For each line below with the word "name", write out a copy.

◆ ◆ ◆

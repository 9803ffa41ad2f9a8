//! CPU render context
//!
//! [`SoftwareContext`] implements [`RenderContext`] without a GPU. Depth-only
//! draws are rasterized into a [`DepthTarget`] with the same conventions as
//! the wgpu backend (depth in [0, 1], texture v pointing down, less-than
//! depth test, no culling). Lit and sky draws are only recorded. Every intent is
//! appended to a command log so call order can be inspected.

use cgmath::{Matrix4, Point3, Vector4};

use super::context::{ClearBuffers, PassMode, RenderContext, Viewport};
use super::shadow::shadow_factor;
use super::sky::SkyUniforms;
use crate::gfx::resources::global_bindings::PassUniforms;
use crate::gfx::scene::drawable::Drawable;

#[derive(Debug, Clone, PartialEq)]
pub enum RenderCommand {
    BindDepthTarget,
    UnbindDepthTarget,
    SetViewport(Viewport),
    Clear(ClearBuffers),
    BindShadowMap(u32),
    DrawSky,
    Draw { drawable: String, mode: PassMode },
}

/// Square-pixel depth buffer, cleared to the far plane (1.0)
#[derive(Debug, Clone)]
pub struct DepthTarget {
    width: u32,
    height: u32,
    depth: Vec<f32>,
}

impl DepthTarget {
    pub fn new(width: u32, height: u32) -> Self {
        Self {
            width,
            height,
            depth: vec![1.0; (width * height) as usize],
        }
    }

    pub fn width(&self) -> u32 {
        self.width
    }

    pub fn height(&self) -> u32 {
        self.height
    }

    pub fn clear(&mut self) {
        self.depth.fill(1.0);
    }

    pub fn get(&self, x: u32, y: u32) -> f32 {
        self.depth[(y * self.width + x) as usize]
    }

    /// Nearest-texel lookup at texture coordinates, clamped to the edge.
    pub fn sample(&self, u: f32, v: f32) -> f32 {
        let x = ((u * self.width as f32) as i64).clamp(0, self.width as i64 - 1) as u32;
        let y = ((v * self.height as f32) as i64).clamp(0, self.height as i64 - 1) as u32;
        self.get(x, y)
    }

    /// Rasterizes one clip-space triangle, keeping the nearest depth per texel.
    ///
    /// Triangles with a vertex behind the eye (w <= 0) are dropped whole.
    pub fn rasterize_triangle(&mut self, clip: [Vector4<f32>; 3]) {
        if clip.iter().any(|v| v.w <= 0.0) {
            return;
        }

        let (w, h) = (self.width as f32, self.height as f32);
        let screen = clip.map(|v| {
            let ndc = v.truncate() / v.w;
            [(ndc.x * 0.5 + 0.5) * w, (0.5 - ndc.y * 0.5) * h, ndc.z]
        });

        let edge = |a: [f32; 3], b: [f32; 3], px: f32, py: f32| {
            (b[0] - a[0]) * (py - a[1]) - (b[1] - a[1]) * (px - a[0])
        };

        let area = edge(screen[0], screen[1], screen[2][0], screen[2][1]);
        if area == 0.0 {
            return;
        }

        let min_x = screen.iter().map(|p| p[0]).fold(f32::MAX, f32::min).floor().max(0.0) as u32;
        let min_y = screen.iter().map(|p| p[1]).fold(f32::MAX, f32::min).floor().max(0.0) as u32;
        let max_x = screen.iter().map(|p| p[0]).fold(f32::MIN, f32::max).ceil().min(w - 1.0);
        let max_y = screen.iter().map(|p| p[1]).fold(f32::MIN, f32::max).ceil().min(h - 1.0);
        if max_x < 0.0 || max_y < 0.0 {
            return;
        }
        let (max_x, max_y) = (max_x as u32, max_y as u32);

        for y in min_y..=max_y {
            for x in min_x..=max_x {
                let (px, py) = (x as f32 + 0.5, y as f32 + 0.5);
                let w0 = edge(screen[1], screen[2], px, py) / area;
                let w1 = edge(screen[2], screen[0], px, py) / area;
                let w2 = edge(screen[0], screen[1], px, py) / area;
                if w0 < 0.0 || w1 < 0.0 || w2 < 0.0 {
                    continue;
                }

                let z = w0 * screen[0][2] + w1 * screen[1][2] + w2 * screen[2][2];
                if !(0.0..=1.0).contains(&z) {
                    continue;
                }

                let index = (y * self.width + x) as usize;
                if z < self.depth[index] {
                    self.depth[index] = z;
                }
            }
        }
    }
}

pub struct SoftwareContext {
    commands: Vec<RenderCommand>,
    depth_target: DepthTarget,
    depth_bound: bool,
    light_space: Option<Matrix4<f32>>,
    depth_bias: f32,
}

impl SoftwareContext {
    pub fn new(shadow_resolution: u32) -> Self {
        Self {
            commands: Vec::new(),
            depth_target: DepthTarget::new(shadow_resolution, shadow_resolution),
            depth_bound: false,
            light_space: None,
            depth_bias: 0.0,
        }
    }

    pub fn commands(&self) -> &[RenderCommand] {
        &self.commands
    }

    pub fn depth_target(&self) -> &DepthTarget {
        &self.depth_target
    }

    /// Shadow factor of a world position against the current shadow map,
    /// using the light-space transform and bias of the last lit draw.
    ///
    /// Returns 1.0 (lit) before any lit draw has been issued.
    pub fn shadow_factor_at(&self, world: Point3<f32>) -> f32 {
        match &self.light_space {
            Some(light_space) => shadow_factor(light_space, world, self.depth_bias, |u, v| {
                self.depth_target.sample(u, v)
            }),
            None => 1.0,
        }
    }

    fn rasterize(&mut self, drawable: &Drawable, view_proj: Matrix4<f32>) {
        for world in drawable.world_transforms() {
            let mvp = view_proj * world;
            for mesh in &drawable.meshes {
                for triangle in mesh.triangles() {
                    let clip = triangle.map(|vertex| mvp * drawable.skin_position(vertex).to_homogeneous());
                    self.depth_target.rasterize_triangle(clip);
                }
            }
        }
    }
}

impl RenderContext for SoftwareContext {
    fn bind_depth_target(&mut self) {
        self.depth_bound = true;
        self.commands.push(RenderCommand::BindDepthTarget);
    }

    fn unbind_depth_target(&mut self) {
        self.depth_bound = false;
        self.commands.push(RenderCommand::UnbindDepthTarget);
    }

    fn set_viewport(&mut self, viewport: Viewport) {
        if self.depth_bound
            && (viewport.width != self.depth_target.width()
                || viewport.height != self.depth_target.height())
        {
            self.depth_target = DepthTarget::new(viewport.width, viewport.height);
        }
        self.commands.push(RenderCommand::SetViewport(viewport));
    }

    fn clear(&mut self, buffers: ClearBuffers) {
        if self.depth_bound && buffers == ClearBuffers::Depth {
            self.depth_target.clear();
        }
        self.commands.push(RenderCommand::Clear(buffers));
    }

    fn bind_shadow_map(&mut self, slot: u32) {
        self.commands.push(RenderCommand::BindShadowMap(slot));
    }

    fn draw_sky(&mut self, _sky: &SkyUniforms) {
        if self.depth_bound {
            log::warn!("Sky drawn while the depth target is bound");
        }
        self.commands.push(RenderCommand::DrawSky);
    }

    fn draw(&mut self, drawable: &Drawable, uniforms: &PassUniforms, mode: PassMode) {
        match mode {
            PassMode::DepthOnly if self.depth_bound => {
                self.rasterize(drawable, uniforms.view_proj_matrix());
            }
            PassMode::DepthOnly => {
                log::warn!("Depth-only draw of '{}' with no depth target bound", drawable.name);
            }
            PassMode::Lit => {
                self.light_space = Some(uniforms.light_space_matrix());
                self.depth_bias = uniforms.depth_bias();
            }
        }
        self.commands.push(RenderCommand::Draw {
            drawable: drawable.name.clone(),
            mode,
        });
    }
}

#[cfg(test)]
mod tests {
    use super::*;

    #[test]
    fn full_screen_triangle_covers_every_texel() {
        let mut target = DepthTarget::new(8, 8);
        target.rasterize_triangle([
            Vector4::new(-1.0, -1.0, 0.25, 1.0),
            Vector4::new(3.0, -1.0, 0.25, 1.0),
            Vector4::new(-1.0, 3.0, 0.25, 1.0),
        ]);
        for y in 0..8 {
            for x in 0..8 {
                assert_eq!(target.get(x, y), 0.25);
            }
        }
    }

    #[test]
    fn nearer_depth_wins_regardless_of_order_or_winding() {
        let mut target = DepthTarget::new(4, 4);
        let quad = |z: f32| {
            [
                Vector4::new(-1.0, -1.0, z, 1.0),
                Vector4::new(-1.0, 3.0, z, 1.0),
                Vector4::new(3.0, -1.0, z, 1.0),
            ]
        };
        target.rasterize_triangle(quad(0.3));
        target.rasterize_triangle(quad(0.6));
        assert_eq!(target.get(1, 1), 0.3);

        target.clear();
        assert_eq!(target.get(1, 1), 1.0);
    }

    #[test]
    fn upper_half_lands_in_top_rows() {
        let mut target = DepthTarget::new(4, 4);
        // Covers ndc y in [0, 1] only
        target.rasterize_triangle([
            Vector4::new(-1.0, 0.0, 0.5, 1.0),
            Vector4::new(3.0, 0.0, 0.5, 1.0),
            Vector4::new(-1.0, 2.0, 0.5, 1.0),
        ]);
        assert_eq!(target.get(0, 0), 0.5);
        assert_eq!(target.get(0, 3), 1.0);
        assert_eq!(target.sample(0.1, 0.1), 0.5);
        assert_eq!(target.sample(0.1, 0.9), 1.0);
    }

    #[test]
    fn depth_outside_range_is_discarded() {
        let mut target = DepthTarget::new(2, 2);
        target.rasterize_triangle([
            Vector4::new(-1.0, -1.0, 1.5, 1.0),
            Vector4::new(3.0, -1.0, 1.5, 1.0),
            Vector4::new(-1.0, 3.0, 1.5, 1.0),
        ]);
        assert_eq!(target.get(0, 0), 1.0);
    }
}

◆ ◆ ◆

Finished task
                log::warn!("Depth-only draw of '{}' with no depth target bound", drawable.name);
            drawable: drawable.name.clone(),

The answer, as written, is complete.